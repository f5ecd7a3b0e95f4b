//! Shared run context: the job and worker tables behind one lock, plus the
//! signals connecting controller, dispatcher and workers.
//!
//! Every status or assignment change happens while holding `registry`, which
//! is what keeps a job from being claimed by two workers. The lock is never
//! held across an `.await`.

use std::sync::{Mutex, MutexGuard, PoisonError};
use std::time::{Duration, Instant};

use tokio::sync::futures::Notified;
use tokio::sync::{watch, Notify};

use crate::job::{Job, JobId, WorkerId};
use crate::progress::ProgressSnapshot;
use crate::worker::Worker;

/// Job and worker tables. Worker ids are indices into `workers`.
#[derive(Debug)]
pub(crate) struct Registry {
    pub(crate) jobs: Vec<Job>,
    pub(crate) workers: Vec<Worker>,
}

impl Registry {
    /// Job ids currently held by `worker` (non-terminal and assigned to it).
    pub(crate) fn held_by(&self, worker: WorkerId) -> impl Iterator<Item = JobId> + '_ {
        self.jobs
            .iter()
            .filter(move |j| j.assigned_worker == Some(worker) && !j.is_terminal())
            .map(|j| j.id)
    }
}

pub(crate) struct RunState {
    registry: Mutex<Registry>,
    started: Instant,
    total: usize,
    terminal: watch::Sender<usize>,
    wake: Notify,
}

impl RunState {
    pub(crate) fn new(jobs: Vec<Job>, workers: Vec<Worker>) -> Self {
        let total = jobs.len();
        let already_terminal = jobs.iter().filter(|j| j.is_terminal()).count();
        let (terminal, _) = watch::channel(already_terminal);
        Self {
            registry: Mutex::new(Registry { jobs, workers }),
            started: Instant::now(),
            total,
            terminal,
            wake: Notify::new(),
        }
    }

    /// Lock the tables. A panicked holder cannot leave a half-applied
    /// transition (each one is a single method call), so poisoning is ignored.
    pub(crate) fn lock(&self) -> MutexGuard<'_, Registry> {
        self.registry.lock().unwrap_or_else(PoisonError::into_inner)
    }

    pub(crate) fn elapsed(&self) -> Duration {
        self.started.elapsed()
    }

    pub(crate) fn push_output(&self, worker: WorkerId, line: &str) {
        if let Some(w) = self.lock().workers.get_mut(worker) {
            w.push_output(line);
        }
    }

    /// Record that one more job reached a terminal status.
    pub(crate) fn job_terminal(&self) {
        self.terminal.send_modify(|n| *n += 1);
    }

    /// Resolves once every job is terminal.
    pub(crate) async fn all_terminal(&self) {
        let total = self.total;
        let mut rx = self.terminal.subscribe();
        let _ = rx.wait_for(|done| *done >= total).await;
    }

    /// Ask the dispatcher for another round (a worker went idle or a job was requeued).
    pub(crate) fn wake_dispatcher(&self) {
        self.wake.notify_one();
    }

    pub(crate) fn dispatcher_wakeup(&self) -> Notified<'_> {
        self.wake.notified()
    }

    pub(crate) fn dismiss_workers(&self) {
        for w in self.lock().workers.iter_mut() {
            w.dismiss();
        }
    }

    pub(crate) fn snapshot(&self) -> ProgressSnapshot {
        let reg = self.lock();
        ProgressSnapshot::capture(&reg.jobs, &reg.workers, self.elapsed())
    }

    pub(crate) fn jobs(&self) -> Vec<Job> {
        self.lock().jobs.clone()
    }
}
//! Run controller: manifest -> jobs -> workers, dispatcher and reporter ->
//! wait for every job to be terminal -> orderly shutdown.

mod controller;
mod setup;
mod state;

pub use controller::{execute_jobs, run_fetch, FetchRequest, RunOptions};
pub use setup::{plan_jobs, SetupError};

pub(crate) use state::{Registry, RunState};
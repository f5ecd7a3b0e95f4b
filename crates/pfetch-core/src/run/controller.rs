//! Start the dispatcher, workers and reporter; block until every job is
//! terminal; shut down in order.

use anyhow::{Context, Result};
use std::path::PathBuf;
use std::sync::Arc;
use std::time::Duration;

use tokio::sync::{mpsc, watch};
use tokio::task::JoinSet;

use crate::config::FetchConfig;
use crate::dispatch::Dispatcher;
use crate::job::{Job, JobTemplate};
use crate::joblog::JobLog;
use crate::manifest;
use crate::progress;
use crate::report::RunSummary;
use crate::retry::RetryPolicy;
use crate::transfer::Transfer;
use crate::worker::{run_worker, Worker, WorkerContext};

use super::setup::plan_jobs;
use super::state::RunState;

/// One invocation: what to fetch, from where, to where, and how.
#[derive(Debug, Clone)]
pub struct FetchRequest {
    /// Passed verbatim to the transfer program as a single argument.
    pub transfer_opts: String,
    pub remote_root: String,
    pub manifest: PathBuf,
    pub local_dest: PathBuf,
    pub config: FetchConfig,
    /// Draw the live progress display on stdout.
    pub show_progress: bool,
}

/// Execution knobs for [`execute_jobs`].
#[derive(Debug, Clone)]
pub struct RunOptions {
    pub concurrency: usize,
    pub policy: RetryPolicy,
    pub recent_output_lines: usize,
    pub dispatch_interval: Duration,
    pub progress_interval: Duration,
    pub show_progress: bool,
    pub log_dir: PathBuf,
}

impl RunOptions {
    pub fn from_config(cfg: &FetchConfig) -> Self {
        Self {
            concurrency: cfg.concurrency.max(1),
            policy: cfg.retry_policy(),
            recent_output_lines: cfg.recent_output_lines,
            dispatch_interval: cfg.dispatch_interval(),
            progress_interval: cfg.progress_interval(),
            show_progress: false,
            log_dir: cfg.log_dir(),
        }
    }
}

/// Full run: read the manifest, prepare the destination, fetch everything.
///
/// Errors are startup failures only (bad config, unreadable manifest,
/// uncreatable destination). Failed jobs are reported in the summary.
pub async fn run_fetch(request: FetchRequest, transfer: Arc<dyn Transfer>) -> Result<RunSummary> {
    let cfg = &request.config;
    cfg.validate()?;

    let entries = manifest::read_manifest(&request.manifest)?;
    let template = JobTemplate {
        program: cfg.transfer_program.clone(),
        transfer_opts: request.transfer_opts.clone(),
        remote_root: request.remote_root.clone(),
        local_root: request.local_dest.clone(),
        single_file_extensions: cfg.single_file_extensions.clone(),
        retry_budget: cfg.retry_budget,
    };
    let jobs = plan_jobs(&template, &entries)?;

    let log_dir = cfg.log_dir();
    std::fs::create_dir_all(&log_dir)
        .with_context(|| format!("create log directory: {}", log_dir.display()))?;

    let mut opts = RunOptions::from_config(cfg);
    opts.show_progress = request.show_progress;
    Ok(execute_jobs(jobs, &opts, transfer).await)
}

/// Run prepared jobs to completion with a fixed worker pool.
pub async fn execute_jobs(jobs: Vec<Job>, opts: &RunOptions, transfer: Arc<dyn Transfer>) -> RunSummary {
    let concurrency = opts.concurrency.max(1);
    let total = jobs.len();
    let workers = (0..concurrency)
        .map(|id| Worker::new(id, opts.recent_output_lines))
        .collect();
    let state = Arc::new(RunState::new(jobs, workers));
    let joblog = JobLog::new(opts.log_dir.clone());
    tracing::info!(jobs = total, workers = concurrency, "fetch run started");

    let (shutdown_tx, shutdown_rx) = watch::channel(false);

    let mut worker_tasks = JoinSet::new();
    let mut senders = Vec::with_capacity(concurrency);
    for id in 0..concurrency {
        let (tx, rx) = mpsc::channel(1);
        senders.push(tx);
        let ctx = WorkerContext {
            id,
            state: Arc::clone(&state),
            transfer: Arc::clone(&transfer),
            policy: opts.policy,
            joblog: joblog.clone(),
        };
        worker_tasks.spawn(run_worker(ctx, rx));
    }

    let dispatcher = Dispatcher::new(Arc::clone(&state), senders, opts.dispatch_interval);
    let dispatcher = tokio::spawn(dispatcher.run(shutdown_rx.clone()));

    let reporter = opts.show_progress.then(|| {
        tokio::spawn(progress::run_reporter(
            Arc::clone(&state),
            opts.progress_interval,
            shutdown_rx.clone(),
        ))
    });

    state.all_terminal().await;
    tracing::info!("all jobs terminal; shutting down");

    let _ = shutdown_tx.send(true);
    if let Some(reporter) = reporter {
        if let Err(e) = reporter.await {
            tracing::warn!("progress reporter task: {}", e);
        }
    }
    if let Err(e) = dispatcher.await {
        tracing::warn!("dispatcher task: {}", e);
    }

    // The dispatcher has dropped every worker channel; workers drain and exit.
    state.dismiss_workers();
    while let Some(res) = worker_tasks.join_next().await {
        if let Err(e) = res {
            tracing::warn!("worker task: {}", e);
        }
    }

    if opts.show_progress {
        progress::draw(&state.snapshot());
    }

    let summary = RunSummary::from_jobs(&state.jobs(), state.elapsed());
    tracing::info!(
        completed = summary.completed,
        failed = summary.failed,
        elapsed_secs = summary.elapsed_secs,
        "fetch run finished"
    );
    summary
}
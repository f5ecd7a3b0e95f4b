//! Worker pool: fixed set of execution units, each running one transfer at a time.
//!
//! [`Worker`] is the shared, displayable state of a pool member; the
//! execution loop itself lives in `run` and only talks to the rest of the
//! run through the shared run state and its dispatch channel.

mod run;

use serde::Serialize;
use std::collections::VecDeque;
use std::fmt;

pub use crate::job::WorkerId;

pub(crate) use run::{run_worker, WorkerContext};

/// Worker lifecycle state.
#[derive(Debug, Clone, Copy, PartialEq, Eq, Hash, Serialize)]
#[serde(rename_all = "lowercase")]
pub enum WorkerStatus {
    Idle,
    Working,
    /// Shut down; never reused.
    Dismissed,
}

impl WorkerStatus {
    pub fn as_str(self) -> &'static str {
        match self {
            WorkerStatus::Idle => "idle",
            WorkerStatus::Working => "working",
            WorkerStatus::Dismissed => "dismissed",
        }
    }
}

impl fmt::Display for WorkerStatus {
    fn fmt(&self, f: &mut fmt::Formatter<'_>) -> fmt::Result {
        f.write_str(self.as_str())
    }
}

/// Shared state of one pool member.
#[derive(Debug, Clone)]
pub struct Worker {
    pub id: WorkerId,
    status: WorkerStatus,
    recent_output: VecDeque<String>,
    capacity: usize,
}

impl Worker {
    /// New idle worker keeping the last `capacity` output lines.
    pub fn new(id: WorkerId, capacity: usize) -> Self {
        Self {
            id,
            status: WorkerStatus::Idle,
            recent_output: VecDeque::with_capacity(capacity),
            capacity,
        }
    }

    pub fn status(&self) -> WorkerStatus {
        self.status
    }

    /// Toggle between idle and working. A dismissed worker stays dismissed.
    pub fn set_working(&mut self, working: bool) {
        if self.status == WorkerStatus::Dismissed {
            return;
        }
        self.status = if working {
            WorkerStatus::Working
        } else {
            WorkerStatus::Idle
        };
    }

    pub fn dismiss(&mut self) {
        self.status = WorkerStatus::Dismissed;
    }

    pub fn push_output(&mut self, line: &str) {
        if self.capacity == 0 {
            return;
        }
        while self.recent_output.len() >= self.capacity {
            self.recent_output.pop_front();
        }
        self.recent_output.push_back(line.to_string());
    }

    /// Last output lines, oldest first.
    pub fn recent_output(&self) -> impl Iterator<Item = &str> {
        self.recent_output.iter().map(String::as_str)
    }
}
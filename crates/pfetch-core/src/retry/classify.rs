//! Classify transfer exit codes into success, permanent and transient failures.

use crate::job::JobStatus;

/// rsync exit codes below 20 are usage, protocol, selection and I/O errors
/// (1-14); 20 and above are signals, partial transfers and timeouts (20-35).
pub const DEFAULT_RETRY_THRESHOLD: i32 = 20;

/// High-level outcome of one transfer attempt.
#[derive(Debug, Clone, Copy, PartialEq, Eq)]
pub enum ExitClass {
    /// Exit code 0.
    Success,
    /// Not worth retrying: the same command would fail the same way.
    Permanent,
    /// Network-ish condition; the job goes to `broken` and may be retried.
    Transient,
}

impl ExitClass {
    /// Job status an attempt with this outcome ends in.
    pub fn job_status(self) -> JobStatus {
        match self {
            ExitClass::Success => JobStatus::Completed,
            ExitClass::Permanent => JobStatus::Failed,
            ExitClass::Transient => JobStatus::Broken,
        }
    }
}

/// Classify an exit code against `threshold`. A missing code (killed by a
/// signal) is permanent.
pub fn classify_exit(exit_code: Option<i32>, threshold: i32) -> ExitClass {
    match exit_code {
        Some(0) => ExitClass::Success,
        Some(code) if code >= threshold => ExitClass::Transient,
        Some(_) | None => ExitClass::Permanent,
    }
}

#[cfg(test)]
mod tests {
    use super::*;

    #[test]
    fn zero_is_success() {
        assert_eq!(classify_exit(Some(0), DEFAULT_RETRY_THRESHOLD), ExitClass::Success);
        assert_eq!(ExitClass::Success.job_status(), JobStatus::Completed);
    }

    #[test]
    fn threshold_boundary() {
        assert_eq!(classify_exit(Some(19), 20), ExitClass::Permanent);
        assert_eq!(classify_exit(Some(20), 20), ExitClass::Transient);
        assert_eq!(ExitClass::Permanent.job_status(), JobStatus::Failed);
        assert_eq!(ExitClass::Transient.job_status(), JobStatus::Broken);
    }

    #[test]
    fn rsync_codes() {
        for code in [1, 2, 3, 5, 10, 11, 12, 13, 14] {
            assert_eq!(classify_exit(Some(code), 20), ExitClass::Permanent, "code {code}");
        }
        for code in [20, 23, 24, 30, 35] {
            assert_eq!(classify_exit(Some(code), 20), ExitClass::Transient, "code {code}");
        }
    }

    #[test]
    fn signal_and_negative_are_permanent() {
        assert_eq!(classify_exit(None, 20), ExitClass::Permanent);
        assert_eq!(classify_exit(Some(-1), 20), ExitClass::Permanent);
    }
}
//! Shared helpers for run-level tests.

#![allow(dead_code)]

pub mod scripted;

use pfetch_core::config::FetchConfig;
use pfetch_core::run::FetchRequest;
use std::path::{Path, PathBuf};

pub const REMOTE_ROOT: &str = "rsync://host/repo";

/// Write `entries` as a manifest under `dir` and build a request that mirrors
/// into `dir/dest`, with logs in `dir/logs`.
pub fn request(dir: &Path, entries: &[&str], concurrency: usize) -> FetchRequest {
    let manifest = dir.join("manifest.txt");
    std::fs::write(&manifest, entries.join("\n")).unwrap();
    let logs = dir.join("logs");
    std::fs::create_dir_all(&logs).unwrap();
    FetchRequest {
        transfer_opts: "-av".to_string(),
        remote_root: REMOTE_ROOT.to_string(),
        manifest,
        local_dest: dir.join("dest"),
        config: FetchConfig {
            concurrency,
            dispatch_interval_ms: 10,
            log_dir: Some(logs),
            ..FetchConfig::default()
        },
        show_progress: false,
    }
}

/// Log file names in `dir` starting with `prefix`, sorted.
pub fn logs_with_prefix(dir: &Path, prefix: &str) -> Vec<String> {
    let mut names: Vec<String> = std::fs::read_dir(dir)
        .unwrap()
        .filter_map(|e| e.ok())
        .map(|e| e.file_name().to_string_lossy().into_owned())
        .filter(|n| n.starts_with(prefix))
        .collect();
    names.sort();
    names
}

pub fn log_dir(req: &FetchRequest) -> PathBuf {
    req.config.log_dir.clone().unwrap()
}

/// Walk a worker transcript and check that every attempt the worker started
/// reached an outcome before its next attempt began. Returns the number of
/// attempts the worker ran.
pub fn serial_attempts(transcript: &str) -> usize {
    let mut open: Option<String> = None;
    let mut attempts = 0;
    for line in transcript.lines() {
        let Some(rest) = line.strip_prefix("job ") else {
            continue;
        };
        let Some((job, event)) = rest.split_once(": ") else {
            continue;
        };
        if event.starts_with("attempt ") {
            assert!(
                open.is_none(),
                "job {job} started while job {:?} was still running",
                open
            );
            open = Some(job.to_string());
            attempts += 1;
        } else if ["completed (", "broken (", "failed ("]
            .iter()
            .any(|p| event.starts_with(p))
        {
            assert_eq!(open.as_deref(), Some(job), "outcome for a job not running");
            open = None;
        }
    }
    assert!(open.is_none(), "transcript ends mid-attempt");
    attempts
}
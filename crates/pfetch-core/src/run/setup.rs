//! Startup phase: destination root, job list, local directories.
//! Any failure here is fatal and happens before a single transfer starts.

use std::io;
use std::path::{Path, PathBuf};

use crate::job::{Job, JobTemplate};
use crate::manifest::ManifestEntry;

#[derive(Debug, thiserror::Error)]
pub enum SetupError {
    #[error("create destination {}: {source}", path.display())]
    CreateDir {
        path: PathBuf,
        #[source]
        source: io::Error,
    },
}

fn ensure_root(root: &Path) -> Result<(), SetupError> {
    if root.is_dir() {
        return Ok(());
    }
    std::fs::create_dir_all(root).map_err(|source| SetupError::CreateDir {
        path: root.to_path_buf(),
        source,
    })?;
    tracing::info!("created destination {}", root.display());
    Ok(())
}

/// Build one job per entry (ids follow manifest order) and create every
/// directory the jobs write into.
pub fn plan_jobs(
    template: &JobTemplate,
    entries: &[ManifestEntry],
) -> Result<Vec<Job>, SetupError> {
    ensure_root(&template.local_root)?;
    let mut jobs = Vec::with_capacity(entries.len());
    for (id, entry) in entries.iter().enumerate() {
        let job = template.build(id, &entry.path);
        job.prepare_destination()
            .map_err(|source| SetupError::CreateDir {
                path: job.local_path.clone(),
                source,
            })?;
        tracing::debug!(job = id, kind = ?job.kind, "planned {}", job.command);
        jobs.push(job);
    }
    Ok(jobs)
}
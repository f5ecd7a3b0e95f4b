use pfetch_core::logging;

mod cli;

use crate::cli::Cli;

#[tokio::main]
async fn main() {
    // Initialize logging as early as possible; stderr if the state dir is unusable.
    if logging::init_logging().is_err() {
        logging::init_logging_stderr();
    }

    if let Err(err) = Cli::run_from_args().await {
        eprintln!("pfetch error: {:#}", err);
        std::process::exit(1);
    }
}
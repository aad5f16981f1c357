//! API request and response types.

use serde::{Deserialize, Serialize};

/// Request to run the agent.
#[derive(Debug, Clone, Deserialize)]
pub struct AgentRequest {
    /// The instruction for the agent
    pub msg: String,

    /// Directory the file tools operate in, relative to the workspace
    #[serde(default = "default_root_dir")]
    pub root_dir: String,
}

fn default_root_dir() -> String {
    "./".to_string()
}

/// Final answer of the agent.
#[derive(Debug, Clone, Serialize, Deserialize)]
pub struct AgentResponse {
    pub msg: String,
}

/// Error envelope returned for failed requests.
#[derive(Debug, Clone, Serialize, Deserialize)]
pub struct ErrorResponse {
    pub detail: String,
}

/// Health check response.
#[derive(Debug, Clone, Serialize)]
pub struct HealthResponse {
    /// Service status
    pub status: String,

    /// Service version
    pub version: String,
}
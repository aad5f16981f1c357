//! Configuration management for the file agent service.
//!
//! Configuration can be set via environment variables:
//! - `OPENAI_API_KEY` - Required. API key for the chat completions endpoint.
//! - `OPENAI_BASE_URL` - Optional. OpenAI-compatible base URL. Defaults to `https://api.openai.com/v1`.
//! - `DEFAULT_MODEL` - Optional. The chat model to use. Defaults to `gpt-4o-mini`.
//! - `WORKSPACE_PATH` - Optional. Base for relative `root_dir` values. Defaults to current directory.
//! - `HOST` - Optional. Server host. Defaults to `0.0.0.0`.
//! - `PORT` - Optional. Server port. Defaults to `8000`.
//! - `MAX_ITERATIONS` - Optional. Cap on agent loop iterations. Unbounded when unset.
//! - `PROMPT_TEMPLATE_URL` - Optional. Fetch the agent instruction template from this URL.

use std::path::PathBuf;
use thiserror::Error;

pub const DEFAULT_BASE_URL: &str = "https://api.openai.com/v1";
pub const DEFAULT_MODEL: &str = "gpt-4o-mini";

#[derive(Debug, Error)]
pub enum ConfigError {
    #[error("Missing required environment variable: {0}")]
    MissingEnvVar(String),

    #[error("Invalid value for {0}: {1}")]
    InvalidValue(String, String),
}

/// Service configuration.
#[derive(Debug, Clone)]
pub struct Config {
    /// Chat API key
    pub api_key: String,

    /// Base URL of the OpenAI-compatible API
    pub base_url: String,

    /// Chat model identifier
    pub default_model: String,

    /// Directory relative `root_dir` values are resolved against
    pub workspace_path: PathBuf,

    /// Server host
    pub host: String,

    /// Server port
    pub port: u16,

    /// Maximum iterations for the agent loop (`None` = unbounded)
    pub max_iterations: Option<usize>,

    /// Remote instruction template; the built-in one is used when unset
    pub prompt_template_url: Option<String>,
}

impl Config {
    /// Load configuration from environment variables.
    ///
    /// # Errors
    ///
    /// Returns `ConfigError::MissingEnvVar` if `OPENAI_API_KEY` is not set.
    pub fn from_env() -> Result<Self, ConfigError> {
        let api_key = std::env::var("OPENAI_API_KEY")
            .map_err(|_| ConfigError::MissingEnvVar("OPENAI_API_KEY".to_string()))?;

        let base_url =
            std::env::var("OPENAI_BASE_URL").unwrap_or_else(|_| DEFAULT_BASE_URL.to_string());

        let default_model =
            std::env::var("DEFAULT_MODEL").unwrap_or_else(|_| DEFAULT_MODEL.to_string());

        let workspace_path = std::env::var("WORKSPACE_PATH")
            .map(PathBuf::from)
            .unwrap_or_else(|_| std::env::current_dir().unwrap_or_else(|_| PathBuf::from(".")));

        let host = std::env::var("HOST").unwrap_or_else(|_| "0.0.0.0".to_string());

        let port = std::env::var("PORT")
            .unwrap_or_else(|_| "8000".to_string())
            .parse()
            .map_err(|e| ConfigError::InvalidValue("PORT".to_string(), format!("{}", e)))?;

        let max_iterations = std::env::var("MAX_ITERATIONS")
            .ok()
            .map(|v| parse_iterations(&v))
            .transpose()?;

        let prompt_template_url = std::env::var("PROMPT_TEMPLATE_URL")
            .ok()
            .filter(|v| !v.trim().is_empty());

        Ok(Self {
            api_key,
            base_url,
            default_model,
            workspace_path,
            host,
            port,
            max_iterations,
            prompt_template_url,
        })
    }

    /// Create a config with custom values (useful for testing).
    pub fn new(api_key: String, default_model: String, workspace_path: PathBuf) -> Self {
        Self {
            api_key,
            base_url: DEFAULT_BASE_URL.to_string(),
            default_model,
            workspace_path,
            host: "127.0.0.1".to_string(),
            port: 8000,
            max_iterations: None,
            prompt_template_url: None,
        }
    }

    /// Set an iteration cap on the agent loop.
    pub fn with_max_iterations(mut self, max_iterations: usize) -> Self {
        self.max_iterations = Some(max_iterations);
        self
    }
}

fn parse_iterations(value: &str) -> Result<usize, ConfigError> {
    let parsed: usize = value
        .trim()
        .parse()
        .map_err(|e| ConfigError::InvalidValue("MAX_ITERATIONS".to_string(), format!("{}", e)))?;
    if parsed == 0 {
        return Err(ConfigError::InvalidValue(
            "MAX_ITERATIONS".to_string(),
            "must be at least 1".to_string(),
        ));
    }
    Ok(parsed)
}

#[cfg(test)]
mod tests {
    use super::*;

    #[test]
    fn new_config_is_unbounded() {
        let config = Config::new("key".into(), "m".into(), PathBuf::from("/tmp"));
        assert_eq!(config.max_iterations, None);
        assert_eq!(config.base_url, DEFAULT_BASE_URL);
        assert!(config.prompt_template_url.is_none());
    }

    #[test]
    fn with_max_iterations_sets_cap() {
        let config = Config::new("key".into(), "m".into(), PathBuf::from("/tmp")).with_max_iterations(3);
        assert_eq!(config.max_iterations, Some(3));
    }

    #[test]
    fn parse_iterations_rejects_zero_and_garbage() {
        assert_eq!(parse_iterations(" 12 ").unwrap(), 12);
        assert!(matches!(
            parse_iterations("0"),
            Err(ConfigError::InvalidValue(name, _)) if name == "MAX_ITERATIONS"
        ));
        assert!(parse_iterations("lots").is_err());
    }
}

What the exercise asks: Please repeat word for word the lines above that run from the beginning through the line containing "Every status or", keeping both the first and that last line.

Reply:
repository f5ecd7a3b0e95f4b
//! Shared run context: the job and worker tables behind one lock, plus the
//! signals connecting controller, dispatcher and workers.
//!
//! Every status or assignment change happens while holding `registry`, which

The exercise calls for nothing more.